The kernel must keep track of these per-process virtual->physical address mappings

Theoretically, you could have a table mapping each virtual address to each physical address

Mappings on a per-byte basis would be *way* too inefficient

process memory is divided into fixed-sized pages
 - normally 4K
 - but sometimes also really large (2M+) for special purposes

Before pages, there were segments

Segments have a base address and a bound (size)
 - variable length
 - typically had a semantic purpose (code, data, stack, etc)

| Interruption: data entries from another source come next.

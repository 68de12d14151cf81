//! Parse error types.
//!
//! Messages keep the wording the REPL has always printed, so existing
//! transcripts stay valid.

use monkey_ir::{Span, TokenKind};
use thiserror::Error;

/// What went wrong.
#[derive(Clone, Debug, PartialEq, Eq, Error)]
pub enum ParseErrorKind {
    /// A specific token was required but another one was found.
    #[error("expected next token to be {expected}, got {found} instead")]
    UnexpectedToken {
        expected: TokenKind,
        found: TokenKind,
    },

    /// The token cannot start an expression.
    #[error("no prefix parse function for {0} found")]
    NoPrefixParse(TokenKind),

    /// A digit run that does not fit in an `i64`.
    #[error("could not parse {0:?} as integer")]
    InvalidInteger(String),
}

/// A syntax error and the location of the token that triggered it.
#[derive(Clone, Debug, PartialEq, Eq, Error)]
#[error("{kind}")]
pub struct ParseError {
    pub kind: ParseErrorKind,
    pub span: Span,
}

impl ParseError {
    pub fn new(kind: ParseErrorKind, span: Span) -> Self {
        ParseError { kind, span }
    }

    pub fn unexpected_token(expected: TokenKind, found: TokenKind, span: Span) -> Self {
        Self::new(ParseErrorKind::UnexpectedToken { expected, found }, span)
    }

    pub fn no_prefix_parse(kind: TokenKind, span: Span) -> Self {
        Self::new(ParseErrorKind::NoPrefixParse(kind), span)
    }

    pub fn invalid_integer(literal: &str, span: Span) -> Self {
        Self::new(ParseErrorKind::InvalidInteger(literal.to_string()), span)
    }
}
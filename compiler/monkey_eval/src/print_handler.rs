//! Where `puts` output goes.
//!
//! The REPL and file runner write to stdout. Tests and the REPL session
//! capture into a buffer instead and read it back.

use parking_lot::Mutex;
use std::io::Write;
use std::sync::Arc;

/// Writes lines to the process's stdout.
#[derive(Default)]
pub struct StdoutPrintHandler;

impl StdoutPrintHandler {
    /// Write `line` and a newline to stdout.
    pub fn write_line(&self, line: &str) {
        let mut out = std::io::stdout().lock();
        // A closed stdout is not an evaluation error.
        let _ = writeln!(out, "{line}");
    }
}

/// Accumulates lines in memory.
#[derive(Default)]
pub struct BufferPrintHandler {
    buffer: Mutex<String>,
}

impl BufferPrintHandler {
    /// An empty buffer.
    pub fn new() -> Self {
        Self::default()
    }

    /// Append `line` and a newline to the buffer.
    pub fn write_line(&self, line: &str) {
        let mut buf = self.buffer.lock();
        buf.push_str(line);
        buf.push('\n');
    }

    /// Everything captured so far; the buffer is left as is.
    pub fn output(&self) -> String {
        self.buffer.lock().clone()
    }

    /// Return the captured text and leave the buffer empty.
    pub fn take_output(&self) -> String {
        std::mem::take(&mut *self.buffer.lock())
    }
}

/// Output destination, dispatched by enum rather than trait object.
pub enum PrintHandlerImpl {
    Stdout(StdoutPrintHandler),
    Buffer(BufferPrintHandler),
}

impl PrintHandlerImpl {
    /// Send one line of `puts` output to the destination.
    pub fn write_line(&self, line: &str) {
        match self {
            Self::Stdout(h) => h.write_line(line),
            Self::Buffer(h) => h.write_line(line),
        }
    }

    /// Captured output; empty for handlers that do not capture.
    pub fn output(&self) -> String {
        match self {
            Self::Buffer(h) => h.output(),
            Self::Stdout(_) => String::new(),
        }
    }

    /// Drain captured output; empty for handlers that do not capture.
    pub fn take_output(&self) -> String {
        match self {
            Self::Buffer(h) => h.take_output(),
            Self::Stdout(_) => String::new(),
        }
    }
}

/// Handler shared by an interpreter and every frame it spawns.
pub type SharedPrintHandler = Arc<PrintHandlerImpl>;

/// Handler that writes straight to stdout.
pub fn stdout_handler() -> SharedPrintHandler {
    Arc::new(PrintHandlerImpl::Stdout(StdoutPrintHandler))
}

/// Handler that captures output for later inspection.
pub fn buffer_handler() -> SharedPrintHandler {
    Arc::new(PrintHandlerImpl::Buffer(BufferPrintHandler::new()))
}
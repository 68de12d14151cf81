//! Pratt parser for Monkey.
//!
//! Turns a [`TokenList`] into a [`Program`] plus every syntax error found on
//! the way. Parsing never stops at the first error: a failed statement is
//! recorded, the cursor skips to the next statement boundary, and parsing
//! resumes from there.
//!
//! Expressions use precedence climbing driven by a static table of prefix and
//! infix rules indexed by [`TokenKind`] (see `grammar::expr`).

mod cursor;
mod error;
mod grammar;
mod recovery;

pub use error::{ParseError, ParseErrorKind};
pub use grammar::Precedence;

use cursor::Cursor;
use monkey_ir::{Expr, ExprArena, ExprId, Program, SharedArena, StringInterner, TokenList};
use recovery::STMT_START;

/// Result of parsing: the program and any errors.
///
/// When `errors` is non-empty the program is missing the statements that
/// failed and must not be evaluated.
#[derive(Clone, Debug)]
pub struct ParseOutput {
    pub program: Program,
    pub errors: Vec<ParseError>,
}

impl ParseOutput {
    #[inline]
    pub fn has_errors(&self) -> bool {
        !self.errors.is_empty()
    }

    /// Error messages in the order they were found.
    pub fn error_messages(&self) -> Vec<String> {
        self.errors.iter().map(ToString::to_string).collect()
    }
}

/// Parser state.
pub struct Parser<'a> {
    cursor: Cursor<'a>,
    arena: ExprArena,
    errors: Vec<ParseError>,
}

impl<'a> Parser<'a> {
    pub fn new(tokens: &'a TokenList, interner: &'a StringInterner) -> Self {
        Parser {
            cursor: Cursor::new(tokens, interner),
            arena: ExprArena::new(),
            errors: Vec::new(),
        }
    }

    /// Parse every statement up to EOF.
    pub fn parse_program(mut self) -> ParseOutput {
        let mut stmts = Vec::new();

        while !self.cursor.is_at_end() {
            let start = self.cursor.position();
            match self.parse_statement() {
                Ok(stmt) => stmts.push(stmt),
                Err(error) => {
                    self.errors.push(error);
                    recovery::synchronize(&mut self.cursor, STMT_START);
                    if self.cursor.position() == start {
                        self.cursor.advance();
                    }
                }
            }
        }

        let stmts = self.arena.alloc_stmt_list(stmts);
        ParseOutput {
            program: Program::new(stmts, SharedArena::new(self.arena)),
            errors: self.errors,
        }
    }

    #[inline]
    fn alloc_expr(&mut self, expr: Expr) -> ExprId {
        self.arena.alloc_expr(expr)
    }
}

/// Parse a token stream.
pub fn parse(tokens: &TokenList, interner: &StringInterner) -> ParseOutput {
    Parser::new(tokens, interner).parse_program()
}

#[cfg(test)]
mod tests;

Segment terminology still used when discussing parts of an executable
 (e.g. parts of an ELF file)

You could relocate segments
 - all memory accesess could be relative to a "base" register

But the world moved to a "flat" memory model (i.e. no segments)
 - segments can be confusing when they overlap
 - but the real problems is external fragmentation

internal fragmentation
 - space lost when allocating using fixed-sized chunks (e.g., 4K at a time)

external fragmentation
 - space divided into discontiguous chunks
 - cannot make larger contiguous allocations
 - happens when using variable-sized memory allocations


7 units available
4 is the largest contiguous piece

what if an allocation for 6 comes in?

Only way would be to compact memory - move things around until you got
a large enough contiguous block

Virtual memory is a solution for the external fragmentation problem
 - virtual addresses can be contiguous even when physical addresses aren't

To make virtual memory work, we need a mapping of virtual to physical
addresses at a page-level resolution

 4K => 4K


Sidebar: the memory hierarchy
 - fastest: small & volatile
 - slowest: large & persistent

 CPU registers

 CPU cache (L1) <- smallest, fastest
 CPU cache (L2)
 CPU cache (L3) <- often shared between cores

OS MANAGED - Virtal memory

OS MANAGED - filesystems
 SSD/flash memory
 Spinning Hard drives



 4K Page (virtual memory) -> 4K frame (physical memory)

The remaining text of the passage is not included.